### DIRECTIONS FOR THIS TASK
Every line of the records that holds the word "receive" should be copied.

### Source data
----

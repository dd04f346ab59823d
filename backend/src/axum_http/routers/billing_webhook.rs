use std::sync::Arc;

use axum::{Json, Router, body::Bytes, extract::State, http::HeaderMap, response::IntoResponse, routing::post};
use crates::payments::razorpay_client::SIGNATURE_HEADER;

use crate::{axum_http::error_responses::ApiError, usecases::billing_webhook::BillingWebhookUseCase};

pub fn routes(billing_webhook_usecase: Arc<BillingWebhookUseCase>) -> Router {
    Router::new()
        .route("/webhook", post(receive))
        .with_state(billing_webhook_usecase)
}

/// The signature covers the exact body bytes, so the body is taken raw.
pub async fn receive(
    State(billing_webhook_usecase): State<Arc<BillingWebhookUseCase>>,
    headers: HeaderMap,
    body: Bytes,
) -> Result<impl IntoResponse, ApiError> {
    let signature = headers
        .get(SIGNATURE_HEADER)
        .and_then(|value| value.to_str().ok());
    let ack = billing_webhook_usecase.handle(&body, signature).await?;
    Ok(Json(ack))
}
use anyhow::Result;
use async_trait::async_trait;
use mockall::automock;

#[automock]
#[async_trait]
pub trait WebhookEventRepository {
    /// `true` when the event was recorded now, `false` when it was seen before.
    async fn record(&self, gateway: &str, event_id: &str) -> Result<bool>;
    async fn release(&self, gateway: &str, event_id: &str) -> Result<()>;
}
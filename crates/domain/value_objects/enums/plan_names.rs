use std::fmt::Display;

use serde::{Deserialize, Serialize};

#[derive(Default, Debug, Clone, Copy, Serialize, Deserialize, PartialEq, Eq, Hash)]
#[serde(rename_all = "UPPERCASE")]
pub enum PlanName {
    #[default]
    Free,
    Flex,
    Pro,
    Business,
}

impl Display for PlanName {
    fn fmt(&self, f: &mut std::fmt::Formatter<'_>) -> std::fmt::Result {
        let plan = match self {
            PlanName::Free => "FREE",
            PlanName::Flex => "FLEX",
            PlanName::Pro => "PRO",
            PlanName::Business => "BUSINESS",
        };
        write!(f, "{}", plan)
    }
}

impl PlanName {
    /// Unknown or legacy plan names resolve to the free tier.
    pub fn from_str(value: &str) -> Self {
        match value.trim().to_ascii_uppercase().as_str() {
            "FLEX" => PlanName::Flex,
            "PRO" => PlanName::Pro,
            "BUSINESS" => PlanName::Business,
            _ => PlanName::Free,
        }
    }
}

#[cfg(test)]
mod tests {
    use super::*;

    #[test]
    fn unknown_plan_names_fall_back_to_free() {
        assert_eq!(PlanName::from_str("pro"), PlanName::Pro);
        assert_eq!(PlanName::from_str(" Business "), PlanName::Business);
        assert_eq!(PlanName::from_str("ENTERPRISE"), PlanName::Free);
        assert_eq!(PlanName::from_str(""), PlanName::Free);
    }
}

----

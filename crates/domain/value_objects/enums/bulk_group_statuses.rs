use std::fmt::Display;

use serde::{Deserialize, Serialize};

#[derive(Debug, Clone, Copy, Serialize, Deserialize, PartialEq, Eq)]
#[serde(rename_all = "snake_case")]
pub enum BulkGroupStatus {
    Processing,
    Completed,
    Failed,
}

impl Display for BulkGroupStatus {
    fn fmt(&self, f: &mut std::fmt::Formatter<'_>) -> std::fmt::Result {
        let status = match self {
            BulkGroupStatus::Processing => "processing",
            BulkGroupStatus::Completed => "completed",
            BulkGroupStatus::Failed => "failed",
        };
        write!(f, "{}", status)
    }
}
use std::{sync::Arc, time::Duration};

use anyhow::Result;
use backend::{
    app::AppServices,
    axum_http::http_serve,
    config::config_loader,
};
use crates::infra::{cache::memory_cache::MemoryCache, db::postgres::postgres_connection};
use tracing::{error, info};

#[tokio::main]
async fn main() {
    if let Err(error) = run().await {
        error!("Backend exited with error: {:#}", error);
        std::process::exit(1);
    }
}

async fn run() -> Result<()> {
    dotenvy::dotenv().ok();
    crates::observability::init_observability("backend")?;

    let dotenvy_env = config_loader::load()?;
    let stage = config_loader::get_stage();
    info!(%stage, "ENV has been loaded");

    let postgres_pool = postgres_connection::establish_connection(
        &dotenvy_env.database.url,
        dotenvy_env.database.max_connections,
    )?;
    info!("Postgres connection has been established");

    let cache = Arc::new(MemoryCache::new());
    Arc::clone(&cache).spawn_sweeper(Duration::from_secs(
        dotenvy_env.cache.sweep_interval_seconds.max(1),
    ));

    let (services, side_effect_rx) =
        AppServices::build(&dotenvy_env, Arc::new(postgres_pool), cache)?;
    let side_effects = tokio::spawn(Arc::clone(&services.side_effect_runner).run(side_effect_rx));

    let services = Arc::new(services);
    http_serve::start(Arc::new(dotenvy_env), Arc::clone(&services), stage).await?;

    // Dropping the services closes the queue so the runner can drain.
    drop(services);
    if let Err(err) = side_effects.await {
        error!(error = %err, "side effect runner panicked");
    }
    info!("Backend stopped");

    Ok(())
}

----

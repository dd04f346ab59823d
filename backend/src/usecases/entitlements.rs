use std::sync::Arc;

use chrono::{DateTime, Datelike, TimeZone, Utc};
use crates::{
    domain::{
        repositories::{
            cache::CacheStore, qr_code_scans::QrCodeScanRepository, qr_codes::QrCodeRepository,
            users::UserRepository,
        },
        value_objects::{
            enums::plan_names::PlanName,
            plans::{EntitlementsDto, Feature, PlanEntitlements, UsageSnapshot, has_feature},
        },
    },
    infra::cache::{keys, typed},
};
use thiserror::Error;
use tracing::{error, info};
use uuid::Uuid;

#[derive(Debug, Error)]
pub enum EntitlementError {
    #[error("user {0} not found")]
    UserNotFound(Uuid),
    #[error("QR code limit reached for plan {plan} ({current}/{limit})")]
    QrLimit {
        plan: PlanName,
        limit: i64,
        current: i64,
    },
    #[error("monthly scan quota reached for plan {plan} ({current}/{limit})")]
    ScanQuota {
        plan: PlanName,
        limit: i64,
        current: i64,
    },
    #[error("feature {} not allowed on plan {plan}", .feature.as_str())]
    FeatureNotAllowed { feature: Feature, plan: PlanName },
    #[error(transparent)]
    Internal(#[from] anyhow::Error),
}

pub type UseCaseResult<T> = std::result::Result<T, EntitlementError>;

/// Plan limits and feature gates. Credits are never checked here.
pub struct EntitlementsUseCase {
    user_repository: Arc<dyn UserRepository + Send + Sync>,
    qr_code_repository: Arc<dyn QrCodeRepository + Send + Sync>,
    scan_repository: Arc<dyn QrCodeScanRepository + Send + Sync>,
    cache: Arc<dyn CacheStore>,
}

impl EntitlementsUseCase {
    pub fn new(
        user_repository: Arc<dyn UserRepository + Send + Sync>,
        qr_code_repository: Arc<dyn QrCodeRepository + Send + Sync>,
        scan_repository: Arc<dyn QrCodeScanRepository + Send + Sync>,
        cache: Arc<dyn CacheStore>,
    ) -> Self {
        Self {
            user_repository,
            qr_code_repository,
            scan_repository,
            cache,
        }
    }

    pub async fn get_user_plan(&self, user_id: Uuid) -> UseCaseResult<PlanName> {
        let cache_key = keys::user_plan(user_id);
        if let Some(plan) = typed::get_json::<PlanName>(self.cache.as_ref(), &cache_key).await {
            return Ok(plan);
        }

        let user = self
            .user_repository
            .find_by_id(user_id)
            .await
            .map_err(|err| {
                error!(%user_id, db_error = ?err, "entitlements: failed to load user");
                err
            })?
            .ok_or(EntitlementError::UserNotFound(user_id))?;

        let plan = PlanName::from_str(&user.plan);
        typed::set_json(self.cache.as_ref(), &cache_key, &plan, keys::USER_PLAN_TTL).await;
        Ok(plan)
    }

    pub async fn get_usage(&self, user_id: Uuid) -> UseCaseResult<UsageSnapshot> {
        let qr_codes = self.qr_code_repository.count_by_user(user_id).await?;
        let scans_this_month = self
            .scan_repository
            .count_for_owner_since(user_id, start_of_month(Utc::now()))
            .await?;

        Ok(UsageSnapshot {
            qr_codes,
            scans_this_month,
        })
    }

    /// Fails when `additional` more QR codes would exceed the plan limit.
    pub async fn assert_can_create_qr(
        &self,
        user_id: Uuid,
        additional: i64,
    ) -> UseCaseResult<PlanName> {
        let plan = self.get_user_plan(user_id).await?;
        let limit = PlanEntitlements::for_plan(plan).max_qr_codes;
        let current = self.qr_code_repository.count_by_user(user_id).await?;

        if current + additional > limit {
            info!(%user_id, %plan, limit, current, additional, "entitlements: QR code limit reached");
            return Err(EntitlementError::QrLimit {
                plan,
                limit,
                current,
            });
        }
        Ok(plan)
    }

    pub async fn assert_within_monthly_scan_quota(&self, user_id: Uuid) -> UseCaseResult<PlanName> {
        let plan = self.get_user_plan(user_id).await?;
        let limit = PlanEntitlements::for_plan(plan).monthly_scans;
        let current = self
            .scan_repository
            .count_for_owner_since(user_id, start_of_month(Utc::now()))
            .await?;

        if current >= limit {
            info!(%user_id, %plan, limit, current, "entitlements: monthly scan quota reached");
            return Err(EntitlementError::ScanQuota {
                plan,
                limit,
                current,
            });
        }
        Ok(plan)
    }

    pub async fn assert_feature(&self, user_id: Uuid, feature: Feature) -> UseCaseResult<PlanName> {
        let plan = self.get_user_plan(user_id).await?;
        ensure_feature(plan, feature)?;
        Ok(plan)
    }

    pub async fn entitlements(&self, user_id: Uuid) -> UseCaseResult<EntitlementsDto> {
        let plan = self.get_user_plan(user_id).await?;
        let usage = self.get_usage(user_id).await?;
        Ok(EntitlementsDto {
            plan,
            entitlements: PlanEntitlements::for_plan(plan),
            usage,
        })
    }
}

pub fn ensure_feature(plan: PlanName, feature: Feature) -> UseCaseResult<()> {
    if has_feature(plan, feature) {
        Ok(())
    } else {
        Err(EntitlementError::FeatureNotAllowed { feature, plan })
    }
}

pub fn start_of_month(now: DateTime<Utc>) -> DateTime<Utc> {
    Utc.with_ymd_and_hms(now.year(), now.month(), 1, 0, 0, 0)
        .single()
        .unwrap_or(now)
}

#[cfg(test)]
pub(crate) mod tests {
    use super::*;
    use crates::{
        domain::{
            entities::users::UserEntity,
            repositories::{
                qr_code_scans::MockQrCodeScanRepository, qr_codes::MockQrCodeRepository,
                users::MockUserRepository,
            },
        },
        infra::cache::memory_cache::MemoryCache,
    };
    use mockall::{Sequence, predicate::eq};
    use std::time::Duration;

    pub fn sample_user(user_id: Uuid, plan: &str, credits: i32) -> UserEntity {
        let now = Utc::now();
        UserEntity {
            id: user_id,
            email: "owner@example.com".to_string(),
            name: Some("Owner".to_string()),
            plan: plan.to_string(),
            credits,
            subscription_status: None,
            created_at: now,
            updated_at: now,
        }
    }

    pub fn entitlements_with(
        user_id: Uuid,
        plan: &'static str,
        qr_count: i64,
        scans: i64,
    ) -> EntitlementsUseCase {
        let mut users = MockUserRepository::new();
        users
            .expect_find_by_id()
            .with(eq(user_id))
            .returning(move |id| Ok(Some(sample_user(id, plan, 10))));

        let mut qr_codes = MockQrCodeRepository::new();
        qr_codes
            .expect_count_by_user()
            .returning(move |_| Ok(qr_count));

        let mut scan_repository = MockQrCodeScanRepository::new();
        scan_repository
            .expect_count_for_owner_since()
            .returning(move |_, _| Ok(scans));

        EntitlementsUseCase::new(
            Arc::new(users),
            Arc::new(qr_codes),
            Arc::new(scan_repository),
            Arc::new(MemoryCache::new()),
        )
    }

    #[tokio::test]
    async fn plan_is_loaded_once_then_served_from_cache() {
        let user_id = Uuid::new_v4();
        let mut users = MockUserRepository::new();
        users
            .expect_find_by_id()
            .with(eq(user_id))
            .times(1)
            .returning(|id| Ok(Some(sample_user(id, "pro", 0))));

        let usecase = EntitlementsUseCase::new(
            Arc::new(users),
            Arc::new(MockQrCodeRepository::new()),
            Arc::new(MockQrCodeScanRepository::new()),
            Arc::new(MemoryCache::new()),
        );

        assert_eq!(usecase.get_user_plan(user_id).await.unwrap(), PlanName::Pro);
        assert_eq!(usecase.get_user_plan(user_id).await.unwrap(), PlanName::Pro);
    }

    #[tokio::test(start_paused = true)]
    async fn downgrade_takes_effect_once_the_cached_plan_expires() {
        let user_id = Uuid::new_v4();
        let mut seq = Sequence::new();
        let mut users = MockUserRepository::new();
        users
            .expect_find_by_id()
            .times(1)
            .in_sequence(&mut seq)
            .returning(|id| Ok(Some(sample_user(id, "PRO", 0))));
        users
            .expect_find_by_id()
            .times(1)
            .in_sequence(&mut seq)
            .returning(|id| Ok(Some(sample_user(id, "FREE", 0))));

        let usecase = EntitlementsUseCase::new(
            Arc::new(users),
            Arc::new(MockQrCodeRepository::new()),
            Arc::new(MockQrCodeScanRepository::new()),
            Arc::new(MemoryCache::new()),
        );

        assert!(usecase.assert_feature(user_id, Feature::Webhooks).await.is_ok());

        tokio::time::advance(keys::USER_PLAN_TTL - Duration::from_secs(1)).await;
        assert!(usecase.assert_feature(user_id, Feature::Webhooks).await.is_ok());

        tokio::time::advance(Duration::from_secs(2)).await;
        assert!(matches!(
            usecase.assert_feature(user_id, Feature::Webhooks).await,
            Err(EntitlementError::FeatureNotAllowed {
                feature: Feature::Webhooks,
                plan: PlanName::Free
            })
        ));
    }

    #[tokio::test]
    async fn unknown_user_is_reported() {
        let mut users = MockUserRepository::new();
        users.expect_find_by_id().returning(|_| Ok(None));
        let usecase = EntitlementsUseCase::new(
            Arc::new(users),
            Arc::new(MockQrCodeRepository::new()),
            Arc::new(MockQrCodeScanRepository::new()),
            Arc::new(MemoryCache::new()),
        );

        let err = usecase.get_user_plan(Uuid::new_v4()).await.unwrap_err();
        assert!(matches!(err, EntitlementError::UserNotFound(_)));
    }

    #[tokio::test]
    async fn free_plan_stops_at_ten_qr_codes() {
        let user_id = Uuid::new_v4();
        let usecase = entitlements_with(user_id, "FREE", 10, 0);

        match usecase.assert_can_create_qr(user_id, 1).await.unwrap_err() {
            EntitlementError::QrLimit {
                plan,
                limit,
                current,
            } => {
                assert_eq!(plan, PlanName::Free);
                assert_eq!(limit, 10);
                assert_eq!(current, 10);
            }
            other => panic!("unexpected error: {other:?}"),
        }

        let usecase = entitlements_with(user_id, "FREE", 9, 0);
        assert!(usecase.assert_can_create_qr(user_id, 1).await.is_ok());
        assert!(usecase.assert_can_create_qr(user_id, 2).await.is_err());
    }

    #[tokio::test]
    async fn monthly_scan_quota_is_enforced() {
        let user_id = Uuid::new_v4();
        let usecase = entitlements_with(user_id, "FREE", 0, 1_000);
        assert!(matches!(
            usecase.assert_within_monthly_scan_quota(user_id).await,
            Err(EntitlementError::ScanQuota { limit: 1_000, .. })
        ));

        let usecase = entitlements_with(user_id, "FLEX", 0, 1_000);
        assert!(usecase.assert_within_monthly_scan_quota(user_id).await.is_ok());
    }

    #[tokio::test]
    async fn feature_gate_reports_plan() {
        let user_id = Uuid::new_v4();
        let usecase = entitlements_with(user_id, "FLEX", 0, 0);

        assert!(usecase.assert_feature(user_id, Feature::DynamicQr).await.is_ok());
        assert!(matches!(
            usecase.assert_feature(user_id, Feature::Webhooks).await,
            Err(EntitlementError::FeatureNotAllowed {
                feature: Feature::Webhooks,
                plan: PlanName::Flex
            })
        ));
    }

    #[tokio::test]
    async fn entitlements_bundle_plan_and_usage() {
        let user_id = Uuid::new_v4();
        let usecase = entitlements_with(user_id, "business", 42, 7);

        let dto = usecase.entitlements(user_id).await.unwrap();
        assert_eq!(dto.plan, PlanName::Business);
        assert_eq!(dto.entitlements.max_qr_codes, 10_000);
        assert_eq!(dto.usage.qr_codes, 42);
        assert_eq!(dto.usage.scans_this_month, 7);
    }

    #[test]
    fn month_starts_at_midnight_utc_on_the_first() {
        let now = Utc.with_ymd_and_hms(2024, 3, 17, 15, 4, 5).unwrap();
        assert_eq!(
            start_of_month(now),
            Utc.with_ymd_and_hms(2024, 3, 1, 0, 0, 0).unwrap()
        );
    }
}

----

### ANSWER SPACE
        .route("/webhook", post(receive))
pub async fn receive(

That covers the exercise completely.